Considering the key role of ACE2 as a functional receptor for SARS-CoV-2, targeting the receptor to block the virus entry is studying [210]. We suggest that downregulation of ACE2 can be one of the main causes of SARS-CoV-2 symptoms. COVID-19 severity can be changed by reduction in ACE2 products such as Ang (1–7), Ang (1–9), apelin (1–12) and accumulation of substrates such as apelin (1–13) and Ang II [211]. Given the downregulation of ACE2, accumulated apelin (1–13) can stimulate the pulmonary embolism. On the other hand, when the ACE2 is downregulated by SARS-CoV-2, the concentration of apelin (1–12) can be decreased. It is also possible to hypothesize that decrease in the concentration of apelin 1–12 in the plasma of COVID-19 patients may increase the damages of endothelial cells (apelin-12 repairs endothelial cells). However, further studies are required to test these hypotheses. Moreover, higher concentration of apelin (1–13) during severe pulmonary embolism [212], a common complication in COVID-19 and the major cause of death in the patients [213], [214], might be suggested as a possible biomarker for diagnosis of the stages of the COVID-19 severity. Losses of taste and smell have also been listed as COVID-19 symptoms which might be due to accumulation of the dynorphin A (1–13). Possible neuronal damage for the losses of taste and smell induced by coronaviruses might be attributed to virus entry into the nervous system and subsequent hypoxia-induced damages following the pulmonary disorders and the production of inflammatory cytokines (cytokine storm) [215], [216], [217]. It has been suggested that targeting ACE2 expression can be used as a treatment for COVID-19 and thus, ARB and ACE inhibitors (ACEi) have been used to increase the level of ACE2 but failed to treat [211], [218]. It should be noted that ACEi have been already used in asian brain ischemic patients [219] as well as Parkinson disease which questions the negative effects of ACEi [220], [221], [222], [223].

Considering the severe thrombotic complications in the COVID-19 patients [224], it has been suggested that the use of anti-coagulants may reduce the symptoms at the expense of serious side effects.
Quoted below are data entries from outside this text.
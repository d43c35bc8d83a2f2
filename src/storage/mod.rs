//! Storage module
//!
//! Durable key-value persistence behind a narrow trait. The engine
//! treats the store as a black box that may fail.

pub mod kv;

pub use kv::{KeyValueStore, MemoryStore, SqliteStore};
Inflammatory responses can play a key role against SARS-CoV-2 by removing the infection, however, hyperinflamation or cytokine storm can lead to death, and thus the use of non-steroidal anti-inflammatory drugs is not a safe and promising therapeutic approach to treat COVID-19. Considering the anti-thrombotic, anti-hypertensive and anti-oxidative stress properties of ACE2 products such as Ang (1–7) and cardiovascular protective function of Ang (1–9), we suggest the use of the more stable analogs of these compounds to reverse the harmful effects of Ang II accumulation induced by dysregulation of ACE2. As inflammation, vascular failure, blood pressure and von Willebrand factor play roles in vascular thrombosis [225], [226], Ang (1–9) might have protective role against vascular thrombosis in COVID-19 patients. In addition, Ang (1–7) may exert more efficient protection against COVID-19 than recombinant soluble ACE2 or AT1 blockers, however this needs to be investigated and clinically evaluated. We also suggest that the administration of apelin (1–12) can be tested for the treatment of the COVID-19 due to prolonged half-life, higher affinity to AT1 and higher expression in endothelial cells. According to the results presented previously, the lack of apelin (1–12) causes the failure of vascular repair and pulmonary embolism and thereby administration of apelin (1–12) may ameliorate the symptoms of COVID-19. Finally, antagonists of dynorphin A (1–12) may reduce the harmful effects of dynorphin A (1–13) accumulation triggered by dysregulation of ACE2 upon virus entry. Nevertheless, these hypotheses should be evaluated and tested as potential therapeutic strategies for COVID-19 treatment.

Source of funding

This research was done without any financial support in the form of grant or otherwise.

Conflict of interest statement

The authors declare that they have no conflict of interest.